One-Skillet Chicken & Spinach with White Beans
3 tsp extra-virgin olive oil
1 1/2 lb boneless chicken breasts
2 celery ribs, minced
4 garlic cloves, minced
2 shallots, minced
1 can (15 oz) tomatoes
1 tsp fresh rosemary or 1/2 tsp dried rosemary
1 Tbl cornstarch
1 cup chicken broth, defatted
1 can (15 oz) cannellini beans, drained and rinsed
12 oz fresh spinach leaves
10 black olives, brine cured
Wash fresh spinach and chop. Cut the chicken into bite-sized pieces. Heat 2 tsp oil in large nonstick or cast iron skillet over medium-high heat. Add chicken and saute until frim and white, not pink. Remove from skillet and keep warm. Reduce heat to medium and add remaining 1 tsp oil.
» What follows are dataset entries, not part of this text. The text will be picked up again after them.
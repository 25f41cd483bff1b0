//! Forwarding of swap table change notifications.

use eyre::Result;
use sqlx::postgres::PgListener;
use tracing::{info, warn};

use crate::{DbPool, schema::SWAP_CHANGES_CHANNEL};

/// Calls `on_change` with the operation name (`INSERT`, `UPDATE`, `DELETE`)
/// each time the swap table changes.
///
/// Runs until the listener connection fails for good. `PgListener`
/// reconnects on its own after transient drops; changes made while it was
/// disconnected are not replayed, so consumers should also poll.
pub async fn listen_for_swap_changes<F>(pool: &DbPool, on_change: F) -> Result<()>
where
    F: Fn(&str) + Send,
{
    let mut listener = PgListener::connect_with(pool).await?;
    listener.listen(SWAP_CHANGES_CHANNEL).await?;
    info!("Listening for swap changes on {}", SWAP_CHANGES_CHANNEL);

    loop {
        match listener.try_recv().await? {
            Some(notification) => on_change(notification.payload()),
            None => {
                warn!("Swap change listener reconnected; changes may have been missed");
                on_change("RECONNECT");
            }
        }
    }
}
pub mod events;
pub mod health;
pub mod notifications;
pub mod schedule;
pub mod swaps;
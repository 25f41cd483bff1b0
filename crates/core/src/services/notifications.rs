use tracing::{debug, warn};
use uuid::Uuid;

use crate::{
    errors::{ShiftError, ShiftResult},
    models::{
        notification::{Notification, NotificationKind},
        principal::Principal,
    },
    store::ShiftStore,
};

/// Records a notification for the user signed in as `employee_code`.
///
/// Failures are logged and swallowed; a swap transition never depends on
/// its notification.
pub async fn notify_employee(
    store: &dyn ShiftStore,
    employee_code: &str,
    kind: NotificationKind,
    message: String,
    swap_id: Uuid,
) {
    let user_id = match store.principal_for_employee(employee_code).await {
        Ok(Some(user_id)) => user_id,
        Ok(None) => {
            debug!(employee_code, %kind, "No user for employee; notification skipped");
            return;
        }
        Err(err) => {
            warn!(employee_code, %kind, error = %err, "Could not look up notification target");
            return;
        }
    };

    let notification = Notification::new(user_id, kind, message, Some(swap_id));
    if let Err(err) = store.insert_notification(&notification).await {
        warn!(employee_code, %kind, %swap_id, error = %err, "Could not store notification");
    }
}

pub async fn list_for_principal(
    store: &dyn ShiftStore,
    principal: &Principal,
) -> ShiftResult<Vec<Notification>> {
    store
        .list_notifications(&principal.id)
        .await
        .map_err(ShiftError::Database)
}
//! Calendar date handling shared by the schedule and swap models.
//!
//! Dates are stored as `YYYY-MM-DD` strings. Schedule weeks only have to
//! match that pattern, so arithmetic on them goes through chrono and can
//! still fail for strings such as `2024-02-31`.

use std::fmt;

use chrono::{Duration, NaiveDate};
use serde::{Deserialize, Serialize};

use crate::errors::{ShiftError, ShiftResult};

const ISO_FORMAT: &str = "%Y-%m-%d";

/// A date string in storage format (`YYYY-MM-DD`).
#[derive(Debug, Clone, PartialEq, Eq, Hash, PartialOrd, Ord, Serialize, Deserialize)]
#[serde(try_from = "String", into = "String")]
pub struct IsoDate(String);

impl IsoDate {
    /// Accepts any string shaped like `YYYY-MM-DD`, without a calendar check.
    pub fn parse(value: &str) -> Option<Self> {
        is_iso_pattern(value).then(|| Self(value.to_string()))
    }

    pub fn from_naive(date: NaiveDate) -> Self {
        Self(date.format(ISO_FORMAT).to_string())
    }

    pub fn as_str(&self) -> &str {
        &self.0
    }

    pub fn to_naive(&self) -> ShiftResult<NaiveDate> {
        NaiveDate::parse_from_str(&self.0, ISO_FORMAT)
            .map_err(|_| ShiftError::Validation(format!("{} is not a calendar date", self.0)))
    }

    /// Renders the date the way the schedule grid shows it (`DD/MM/YYYY`).
    pub fn to_display(&self) -> String {
        let (year, rest) = self.0.split_at(4);
        format!("{}/{}/{}", &rest[4..6], &rest[1..3], year)
    }

    /// Date of the given day offset (0 = Sunday) inside the week starting here.
    pub fn plus_days(&self, days: usize) -> ShiftResult<Self> {
        let start = self.to_naive()?;
        let offset = i64::try_from(days)
            .map_err(|_| ShiftError::Validation(format!("Day offset {days} is out of range")))?;
        Ok(Self::from_naive(start + Duration::days(offset)))
    }

    /// Whether `self` falls inside the seven days starting at `week_start`.
    pub fn is_within_week(&self, week_start: &IsoDate) -> ShiftResult<bool> {
        let start = week_start.to_naive()?;
        let date = self.to_naive()?;
        let offset = (date - start).num_days();
        Ok((0..7).contains(&offset))
    }
}

impl fmt::Display for IsoDate {
    fn fmt(&self, f: &mut fmt::Formatter<'_>) -> fmt::Result {
        f.write_str(&self.0)
    }
}

impl TryFrom<String> for IsoDate {
    type Error = ShiftError;

    fn try_from(value: String) -> Result<Self, Self::Error> {
        if is_iso_pattern(&value) {
            Ok(Self(value))
        } else {
            Err(ShiftError::Validation(format!(
                "{value} is not formatted as YYYY-MM-DD"
            )))
        }
    }
}

impl From<IsoDate> for String {
    fn from(date: IsoDate) -> Self {
        date.0
    }
}

/// Four digits, dash, two digits, dash, two digits.
pub fn is_iso_pattern(value: &str) -> bool {
    let bytes = value.as_bytes();
    bytes.len() == 10
        && bytes.iter().enumerate().all(|(i, b)| match i {
            4 | 7 => *b == b'-',
            _ => b.is_ascii_digit(),
        })
}

fn is_display_pattern(value: &str) -> bool {
    let bytes = value.as_bytes();
    bytes.len() == 10
        && bytes.iter().enumerate().all(|(i, b)| match i {
            2 | 5 => *b == b'/',
            _ => b.is_ascii_digit(),
        })
}

/// Converts a date from display format (`DD/MM/YYYY`) to storage format.
///
/// Input already in storage format passes through unchanged.
pub fn normalize_date(input: &str) -> ShiftResult<IsoDate> {
    let trimmed = input.trim();
    if is_iso_pattern(trimmed) {
        return Ok(IsoDate(trimmed.to_string()));
    }
    if is_display_pattern(trimmed) {
        let day = &trimmed[0..2];
        let month = &trimmed[3..5];
        let year = &trimmed[6..10];
        return Ok(IsoDate(format!("{year}-{month}-{day}")));
    }
    Err(ShiftError::Validation(format!(
        "{input} is neither DD/MM/YYYY nor YYYY-MM-DD"
    )))
}
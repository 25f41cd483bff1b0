use crate::{
    dates::{IsoDate, normalize_date},
    errors::{ShiftError, ShiftResult},
    models::schedule::{EffectiveShiftResponse, ScheduleRow, WeekView},
    resolver::effective_shift,
    store::ShiftStore,
    view::build_week_view,
};

/// Picks the week a request refers to: the given one, else the latest upload.
pub async fn resolve_week(store: &dyn ShiftStore, requested: Option<&str>) -> ShiftResult<IsoDate> {
    if let Some(raw) = requested {
        return normalize_date(raw);
    }

    store
        .list_weeks()
        .await
        .map_err(ShiftError::Database)?
        .into_iter()
        .next()
        .ok_or_else(|| ShiftError::NotFound("No schedule has been uploaded yet".to_string()))
}

/// Stored rows of `week`; an unknown week is reported as not found.
pub async fn week_rows(store: &dyn ShiftStore, week: &IsoDate) -> ShiftResult<Vec<ScheduleRow>> {
    let rows = store
        .get_week_rows(week)
        .await
        .map_err(ShiftError::Database)?;
    if rows.is_empty() {
        return Err(ShiftError::NotFound(format!(
            "No schedule uploaded for week starting {week}"
        )));
    }
    Ok(rows)
}

pub async fn load_week_view(store: &dyn ShiftStore, requested: Option<&str>) -> ShiftResult<WeekView> {
    let week = resolve_week(store, requested).await?;
    let rows = week_rows(store, &week).await?;
    let swaps = store.list_swaps().await.map_err(ShiftError::Database)?;

    build_week_view(&week, &rows, &swaps)
}

/// Effective shift of one employee on one date (`DD/MM/YYYY` or ISO).
pub async fn effective_shift_on(
    store: &dyn ShiftStore,
    employee_code: &str,
    date: &str,
) -> ShiftResult<EffectiveShiftResponse> {
    let date = normalize_date(date)?;
    let weeks = store.list_weeks().await.map_err(ShiftError::Database)?;

    let mut week = None;
    for candidate in weeks {
        if date.is_within_week(&candidate).unwrap_or(false) {
            week = Some(candidate);
            break;
        }
    }
    let week = week.ok_or_else(|| {
        ShiftError::NotFound(format!("No uploaded schedule covers {}", date.to_display()))
    })?;

    let rows = week_rows(store, &week).await?;
    let row = rows
        .iter()
        .find(|row| row.employee_code == employee_code)
        .ok_or_else(|| {
            ShiftError::NotFound(format!(
                "Employee {employee_code} is not on the schedule for week starting {week}"
            ))
        })?;

    let offset = (date.to_naive()? - week.to_naive()?).num_days() as usize;
    let base_shift = row.shifts.get(offset).cloned().unwrap_or_default();
    let swaps = store.list_swaps().await.map_err(ShiftError::Database)?;
    let effective = effective_shift(&base_shift, employee_code, &date, &swaps).to_string();

    Ok(EffectiveShiftResponse {
        employee_code: employee_code.to_string(),
        date,
        base_shift,
        effective_shift: effective,
    })
}
//! Generation counter for refreshes triggered from several sources.
//!
//! The change feed and the polling ticker both request refreshes and may
//! fire at the same time. Each refresh takes a ticket when it starts; a
//! result is only worth publishing while its ticket is still the newest.

use std::sync::{
    Arc,
    atomic::{AtomicU64, Ordering},
};

use serde::{Deserialize, Serialize};

/// What caused a refresh request.
#[derive(Debug, Clone, Copy, PartialEq, Eq, Serialize, Deserialize)]
#[serde(rename_all = "snake_case")]
pub enum RefreshTrigger {
    /// The store reported a change to swap data.
    StoreChange,
    /// The fixed polling interval elapsed.
    Poll,
    /// A mutation went through this server.
    Mutation,
}

#[derive(Debug, Clone, Copy, PartialEq, Eq, PartialOrd, Ord)]
pub struct RefreshTicket(u64);

impl RefreshTicket {
    pub fn generation(&self) -> u64 {
        self.0
    }
}

#[derive(Debug, Clone, Default)]
pub struct RefreshCoordinator {
    generation: Arc<AtomicU64>,
}

impl RefreshCoordinator {
    pub fn new() -> Self {
        Self::default()
    }

    /// Starts a refresh, superseding every ticket issued before.
    pub fn begin(&self) -> RefreshTicket {
        RefreshTicket(self.generation.fetch_add(1, Ordering::SeqCst) + 1)
    }

    pub fn is_current(&self, ticket: RefreshTicket) -> bool {
        self.generation.load(Ordering::SeqCst) == ticket.0
    }

    pub fn current_generation(&self) -> u64 {
        self.generation.load(Ordering::SeqCst)
    }
}
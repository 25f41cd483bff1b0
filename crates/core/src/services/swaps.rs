use tracing::{debug, info};
use uuid::Uuid;

use super::{
    notifications::notify_employee,
    schedule::{resolve_week, week_rows},
};
use crate::{
    dates::{IsoDate, normalize_date},
    errors::{ShiftError, ShiftResult},
    history::dedup_history,
    models::{
        notification::NotificationKind,
        principal::Principal,
        schedule::ScheduleRow,
        swap::{CreateSwapRequest, GridCell, SwapAction, SwapRequest, SwapStatus},
    },
    resolver::effective_shift,
    store::ShiftStore,
    swap_engine::{
        ResolvedCell, authorize_transition, check_pair, ensure_no_accepted_overlap,
        ensure_not_duplicate_pending, plan_swap,
    },
};

fn resolve_cell(
    week: &IsoDate,
    rows: &[ScheduleRow],
    swaps: &[SwapRequest],
    cell: &GridCell,
) -> ShiftResult<ResolvedCell> {
    let row = rows
        .iter()
        .find(|row| row.employee_code == cell.employee_code)
        .ok_or_else(|| {
            ShiftError::NotFound(format!(
                "Employee {} is not on the schedule for week starting {week}",
                cell.employee_code
            ))
        })?;
    let base = row.shift_for_column(cell.column).ok_or_else(|| {
        ShiftError::Validation(format!("Column {} holds no shift", cell.column))
    })?;
    let date = week.plus_days(cell.column - 1)?;
    let effective = effective_shift(base, &cell.employee_code, &date, swaps).to_string();

    Ok(ResolvedCell {
        cell: cell.clone(),
        date,
        effective_shift: effective,
    })
}

/// Creates a swap between two selected grid cells.
///
/// Both shifts are captured as currently in effect. Admin swaps are stored
/// as accepted; employee swaps as pending for the counterpart to answer.
/// Selecting the same cell twice clears the selection and yields `None`.
pub async fn create_swap(
    store: &dyn ShiftStore,
    principal: &Principal,
    request: &CreateSwapRequest,
) -> ShiftResult<Option<SwapRequest>> {
    if request.first == request.second {
        debug!(principal_id = %principal.id, cell = ?request.first, "Same cell selected twice; selection cleared");
        return Ok(None);
    }
    check_pair(principal, &request.first, &request.second)?;

    let week = resolve_week(store, request.week_start_date.as_deref()).await?;
    let rows = week_rows(store, &week).await?;
    let swaps = store.list_swaps().await.map_err(ShiftError::Database)?;

    let first = resolve_cell(&week, &rows, &swaps, &request.first)?;
    let second = resolve_cell(&week, &rows, &swaps, &request.second)?;
    let swap = plan_swap(principal, &first, &second)?;

    // A pending request on an already swapped cell could never be accepted
    ensure_no_accepted_overlap(&swap, &swaps)?;
    if swap.status == SwapStatus::Pending {
        ensure_not_duplicate_pending(&swap, &swaps)?;
    }

    store
        .insert_swap(&swap)
        .await
        .map_err(ShiftError::Database)?;

    info!(
        swap_id = %swap.id,
        date = %swap.date,
        from = %swap.from_employee_code,
        to = %swap.to_employee_code,
        status = %swap.status,
        "Swap created"
    );

    let display_date = swap.date.to_display();
    if swap.status == SwapStatus::Accepted {
        for (employee, shift) in [
            (&swap.from_employee_code, &swap.to_shift),
            (&swap.to_employee_code, &swap.from_shift),
        ] {
            notify_employee(
                store,
                employee,
                NotificationKind::SwapApplied,
                format!("An administrator changed your shift on {display_date} to {shift}"),
                swap.id,
            )
            .await;
        }
    } else {
        notify_employee(
            store,
            &swap.to_employee_code,
            NotificationKind::SwapRequested,
            format!(
                "{} asks to swap their {} for your {} on {display_date}",
                swap.from_employee_code, swap.from_shift, swap.to_shift
            ),
            swap.id,
        )
        .await;
    }

    Ok(Some(swap))
}

/// Accepts, rejects or cancels a pending swap.
///
/// A swap id that no longer exists is ignored and yields `None`. A swap
/// that is already terminal, or that changes state while this runs, is
/// reported as a conflict.
pub async fn respond_to_swap(
    store: &dyn ShiftStore,
    principal: &Principal,
    id: Uuid,
    action: SwapAction,
) -> ShiftResult<Option<SwapRequest>> {
    let Some(swap) = store.get_swap(id).await.map_err(ShiftError::Database)? else {
        debug!(swap_id = %id, %action, "Swap not found; nothing to do");
        return Ok(None);
    };

    authorize_transition(principal, &swap, action)?;

    let next = action.target_status();
    if next == SwapStatus::Accepted {
        let swaps = store.list_swaps().await.map_err(ShiftError::Database)?;
        let candidate = SwapRequest {
            status: next,
            ..swap.clone()
        };
        ensure_no_accepted_overlap(&candidate, &swaps)?;
    }

    let updated = store
        .update_swap_status(id, SwapStatus::Pending, next)
        .await
        .map_err(ShiftError::Database)?
        .ok_or_else(|| ShiftError::Conflict(format!("Swap {id} is no longer pending")))?;

    info!(swap_id = %id, %action, by = %principal.id, "Swap {}", updated.status);

    let display_date = updated.date.to_display();
    // The acting side is told nothing; the other party hears about it
    let actor = match action {
        SwapAction::Accept | SwapAction::Reject => &updated.to_employee_code,
        SwapAction::Cancel => &updated.from_employee_code,
    };
    let recipient = updated.counterpart_of(actor);
    let (kind, message) = match action {
        SwapAction::Accept => (
            NotificationKind::SwapAccepted,
            format!("Your swap with {actor} on {display_date} was accepted"),
        ),
        SwapAction::Reject => (
            NotificationKind::SwapRejected,
            format!("Your swap with {actor} on {display_date} was rejected"),
        ),
        SwapAction::Cancel => (
            NotificationKind::SwapCancelled,
            format!("{actor} cancelled the swap request for {display_date}"),
        ),
    };
    notify_employee(store, recipient, kind, message, updated.id).await;

    Ok(Some(updated))
}

/// Swap history, newest first, one entry per (date, from, to).
///
/// With `week` given, only swaps dated inside that week are returned.
pub async fn swap_history(
    store: &dyn ShiftStore,
    week: Option<&str>,
) -> ShiftResult<Vec<SwapRequest>> {
    let swaps = store.list_swaps().await.map_err(ShiftError::Database)?;

    let swaps = match week {
        Some(raw) => {
            let week = normalize_date(raw)?;
            week.to_naive()?;
            swaps
                .into_iter()
                .filter(|swap| swap.date.is_within_week(&week).unwrap_or(false))
                .collect()
        }
        None => swaps,
    };

    Ok(dedup_history(swaps))
}
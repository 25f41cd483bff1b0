use axum::http::StatusCode;
use pretty_assertions::assert_eq;
use rstest::rstest;
use serde_json::{Value, json};
use shiftswap_core::{
    models::schedule::{EffectiveShiftResponse, UploadScheduleResponse, WeekView},
    store::ShiftStore,
};

use crate::test_utils::{TestContext, WEEK, as_admin, as_employee, week_document};

#[tokio::test]
async fn test_upload_returns_week_and_row_count() {
    let ctx = TestContext::new().await;

    let response = as_admin(ctx.server.post("/api/schedule/upload"))
        .json(&week_document(WEEK))
        .await;

    response.assert_status_ok();
    let body: UploadScheduleResponse = response.json();
    assert_eq!(body.week_start_date.as_str(), WEEK);
    assert_eq!(body.rows, 3);
}

#[tokio::test]
async fn test_employee_cannot_upload() {
    let ctx = TestContext::new().await;

    let response = as_employee(ctx.server.post("/api/schedule/upload"), "user-bo", "BO")
        .json(&week_document(WEEK))
        .await;

    assert_eq!(response.status_code(), StatusCode::FORBIDDEN);
    assert!(ctx.store.list_weeks().await.unwrap().is_empty());
}

#[rstest]
#[case::not_an_object(json!([1, 2]), "Document must be a JSON object")]
#[case::bad_week(json!({ "week_start_date": "12/05/2024", "shifts": [{ "employee_code": "BO" }] }), "YYYY-MM-DD")]
#[case::empty_shifts(json!({ "week_start_date": WEEK, "shifts": [] }), "at least one row")]
#[case::blank_code(json!({ "week_start_date": WEEK, "shifts": [{ "employee_code": "" }] }), "Row 0")]
#[case::numeric_day(json!({ "week_start_date": WEEK, "shifts": [{ "employee_code": "BO", "monday_shift": 8 }] }), "monday_shift")]
#[tokio::test]
async fn test_invalid_upload_is_bad_request(#[case] document: Value, #[case] fragment: &str) {
    let ctx = TestContext::with_week().await;

    let response = as_admin(ctx.server.post("/api/schedule/upload"))
        .json(&document)
        .await;

    assert_eq!(response.status_code(), StatusCode::BAD_REQUEST);
    let body: Value = response.json();
    let message = body["error"].as_str().unwrap_or_default();
    assert!(message.contains(fragment), "unexpected message: {message}");

    // The stored week is untouched
    let view: WeekView = as_admin(ctx.server.get("/api/schedule")).await.json();
    assert_eq!(view.rows.len(), 3);
}

#[tokio::test]
async fn test_week_view_defaults_to_latest_upload() {
    let ctx = TestContext::with_week().await;
    as_admin(ctx.server.post("/api/schedule/upload"))
        .json(&week_document("2024-05-19"))
        .await
        .assert_status_ok();

    let latest: WeekView = as_employee(ctx.server.get("/api/schedule"), "user-bo", "BO")
        .await
        .json();
    let earlier: WeekView = as_employee(ctx.server.get("/api/schedule"), "user-bo", "BO")
        .add_query_param("week_start_date", WEEK)
        .await
        .json();

    assert_eq!(latest.week_start_date.as_str(), "2024-05-19");
    assert_eq!(earlier.week_start_date.as_str(), WEEK);
    assert_eq!(earlier.days[1].display_date, "13/05/2024");

    let codes: Vec<&str> = earlier
        .rows
        .iter()
        .map(|row| row.employee_code.as_str())
        .collect();
    assert_eq!(codes, vec!["BO", "AA", "CA"]);
    assert_eq!(earlier.rows[0].cells[1].base_shift, "8.00");
}

#[tokio::test]
async fn test_week_view_before_any_upload_is_not_found() {
    let ctx = TestContext::new().await;

    let response = as_admin(ctx.server.get("/api/schedule")).await;

    assert_eq!(response.status_code(), StatusCode::NOT_FOUND);
}

#[rstest]
#[case("13/05/2024")]
#[case("2024-05-13")]
#[tokio::test]
async fn test_effective_shift_accepts_both_date_formats(#[case] date: &str) {
    let ctx = TestContext::with_week().await;

    let response = as_employee(ctx.server.get("/api/schedule/effective"), "user-aa", "AA")
        .add_query_param("employee_code", "AA")
        .add_query_param("date", date)
        .await;

    response.assert_status_ok();
    let body: EffectiveShiftResponse = response.json();
    assert_eq!(body.base_shift, "11.30");
    assert_eq!(body.effective_shift, "11.30");
}

#[tokio::test]
async fn test_effective_shift_outside_uploaded_weeks_is_not_found() {
    let ctx = TestContext::with_week().await;

    let response = as_admin(ctx.server.get("/api/schedule/effective"))
        .add_query_param("employee_code", "AA")
        .add_query_param("date", "2024-06-01")
        .await;

    assert_eq!(response.status_code(), StatusCode::NOT_FOUND);
}

#[tokio::test]
async fn test_effective_shift_with_garbled_date_is_bad_request() {
    let ctx = TestContext::with_week().await;

    let response = as_admin(ctx.server.get("/api/schedule/effective"))
        .add_query_param("employee_code", "AA")
        .add_query_param("date", "next monday")
        .await;

    assert_eq!(response.status_code(), StatusCode::BAD_REQUEST);
}

#[tokio::test]
async fn test_long_shift_codes_upload_and_resolve() {
    let ctx = TestContext::new().await;
    let shift = "05.55+ split with training block until 14.30";
    let document = json!({
        "week_start_date": WEEK,
        "shifts": [{ "employee_code": "NIGHT-SUPERVISOR-EAST-WAREHOUSE", "monday_shift": shift }]
    });

    as_admin(ctx.server.post("/api/schedule/upload"))
        .json(&document)
        .await
        .assert_status_ok();

    let body: EffectiveShiftResponse = as_admin(ctx.server.get("/api/schedule/effective"))
        .add_query_param("employee_code", "NIGHT-SUPERVISOR-EAST-WAREHOUSE")
        .add_query_param("date", "13/05/2024")
        .await
        .json();
    assert_eq!(body.effective_shift, shift);
}
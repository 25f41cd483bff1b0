//! Assembly of the schedule grid shown to viewers.

use crate::{
    dates::IsoDate,
    errors::ShiftResult,
    models::{
        schedule::{DAY_LABELS, DayHeader, ScheduleRow, WeekView, WeekViewCell, WeekViewRow},
        swap::SwapRequest,
    },
    resolver::{accepted_swap_for, effective_shift, pending_swap_for_cell},
};

pub fn day_headers(week_start: &IsoDate) -> ShiftResult<Vec<DayHeader>> {
    DAY_LABELS
        .iter()
        .enumerate()
        .map(|(offset, label)| {
            let date = week_start.plus_days(offset)?;
            Ok(DayHeader {
                column: offset + 1,
                label: (*label).to_string(),
                display_date: date.to_display(),
                date,
            })
        })
        .collect()
}

/// Layers the resolver over every cell of the stored week.
///
/// Rows come out in `display_order`; swaps are consulted in the order given.
pub fn build_week_view(
    week_start: &IsoDate,
    rows: &[ScheduleRow],
    swaps: &[SwapRequest],
) -> ShiftResult<WeekView> {
    let days = day_headers(week_start)?;

    let mut ordered: Vec<&ScheduleRow> = rows.iter().collect();
    ordered.sort_by_key(|row| row.display_order);

    let rows = ordered
        .into_iter()
        .map(|row| WeekViewRow {
            employee_code: row.employee_code.clone(),
            display_order: row.display_order,
            cells: days
                .iter()
                .zip(row.shifts.iter())
                .map(|(day, base)| {
                    let effective = effective_shift(base, &row.employee_code, &day.date, swaps);
                    WeekViewCell {
                        column: day.column,
                        date: day.date.clone(),
                        base_shift: base.clone(),
                        effective_shift: effective.to_string(),
                        swapped: accepted_swap_for(&row.employee_code, &day.date, swaps)
                            .is_some(),
                        pending_swap_id: pending_swap_for_cell(
                            &row.employee_code,
                            &day.date,
                            effective,
                            swaps,
                        )
                        .map(|swap| swap.id),
                    }
                })
                .collect(),
        })
        .collect();

    Ok(WeekView {
        week_start_date: week_start.clone(),
        days,
        rows,
    })
}
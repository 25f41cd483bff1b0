use thiserror::Error;

/// Rejections produced while checking an uploaded shift matrix.
///
/// Each rule of the upload document has its own variant so callers can
/// tell exactly which check failed.
#[derive(Error, Debug, Clone, PartialEq, Eq)]
pub enum MatrixError {
    #[error("Document must be a JSON object")]
    NotAnObject,

    #[error("Missing week_start_date")]
    MissingWeekStartDate,

    #[error("week_start_date must be a string formatted as YYYY-MM-DD")]
    InvalidWeekStartDate,

    #[error("Missing shifts")]
    MissingShifts,

    #[error("shifts must be a list")]
    ShiftsNotAList,

    #[error("shifts must contain at least one row")]
    EmptyShifts,

    #[error("Row {index} must be an object")]
    RowNotAnObject { index: usize },

    #[error("Row {index} must have a non-empty string employee_code")]
    MissingEmployeeCode { index: usize },

    #[error("Row {index}: {field} must be a string")]
    InvalidDayField { index: usize, field: &'static str },

    #[error("Row {index}: employee_code {code} appears more than once")]
    DuplicateEmployeeCode { index: usize, code: String },
}

#[derive(Error, Debug)]
pub enum ShiftError {
    #[error("Resource not found: {0}")]
    NotFound(String),

    #[error("Validation error: {0}")]
    Validation(String),

    #[error("Invalid schedule document: {0}")]
    Matrix(#[from] MatrixError),

    #[error("Authentication error: {0}")]
    Authentication(String),

    #[error("Authorization error: {0}")]
    Authorization(String),

    #[error("Conflict: {0}")]
    Conflict(String),

    #[error("Database error: {0}")]
    Database(#[from] eyre::Report),

    #[error("Internal server error: {0}")]
    Internal(#[from] Box<dyn std::error::Error + Send + Sync>),
}

pub type ShiftResult<T> = Result<T, ShiftError>;
//! # Principal Extraction
//!
//! Identity is established upstream; requests arrive with the caller's id
//! in `x-principal-id` and, for employees, their employee code in
//! `x-employee-code`. The role comes from the `user_roles` table and
//! defaults to an ordinary user.

use std::sync::Arc;

use async_trait::async_trait;
use axum::{
    extract::FromRequestParts,
    http::{HeaderMap, request::Parts},
};
use shiftswap_core::{
    errors::ShiftError,
    models::principal::{Principal, Role},
};
use tracing::debug;

use crate::{ApiState, middleware::error_handling::AppError};

pub const PRINCIPAL_ID_HEADER: &str = "x-principal-id";
pub const EMPLOYEE_CODE_HEADER: &str = "x-employee-code";

/// The signed-in caller of a request.
///
/// ```ignore
/// async fn handler(CurrentPrincipal(principal): CurrentPrincipal) -> String {
///     principal.id
/// }
/// ```
#[derive(Debug, Clone)]
pub struct CurrentPrincipal(pub Principal);

fn header_value(headers: &HeaderMap, name: &str) -> Result<Option<String>, ShiftError> {
    let Some(value) = headers.get(name) else {
        return Ok(None);
    };
    let value = value
        .to_str()
        .map_err(|_| ShiftError::Authentication(format!("Header {name} is not valid text")))?
        .trim();

    Ok((!value.is_empty()).then(|| value.to_string()))
}

#[async_trait]
impl FromRequestParts<Arc<ApiState>> for CurrentPrincipal {
    type Rejection = AppError;

    async fn from_request_parts(
        parts: &mut Parts,
        state: &Arc<ApiState>,
    ) -> Result<Self, Self::Rejection> {
        let id = header_value(&parts.headers, PRINCIPAL_ID_HEADER)?.ok_or_else(|| {
            ShiftError::Authentication(format!("Missing {PRINCIPAL_ID_HEADER} header"))
        })?;
        let employee_code = header_value(&parts.headers, EMPLOYEE_CODE_HEADER)?;

        let role = state
            .store
            .role_for_principal(&id)
            .await
            .map_err(ShiftError::Database)?
            .unwrap_or(Role::User);

        if role == Role::User && employee_code.is_none() {
            return Err(AppError(ShiftError::Authentication(format!(
                "Missing {EMPLOYEE_CODE_HEADER} header"
            ))));
        }

        debug!(principal_id = %id, role = %role.as_str(), "Principal resolved");

        Ok(Self(Principal {
            id,
            employee_code,
            role,
        }))
    }
}
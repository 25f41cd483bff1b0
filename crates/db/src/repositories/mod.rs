pub mod notification;
pub mod schedule;
pub mod swap;
pub mod user_role;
Add celery, garlic & shallots and saute until limp and fragrant, about 5 minutes. Add tomatoes and rosemary and simmer about 3 minutes. Dissolve cornstarch in the chicken broth and add to skillet. Bring to boil and cook until sauce is thickened. Add cannellini beans and chicken; heat through. Just before serving, add spinach to skillet and toss until wilted, about 3 minutes. Season with salt & pepper. Garnish with chopped olives. Serve at once.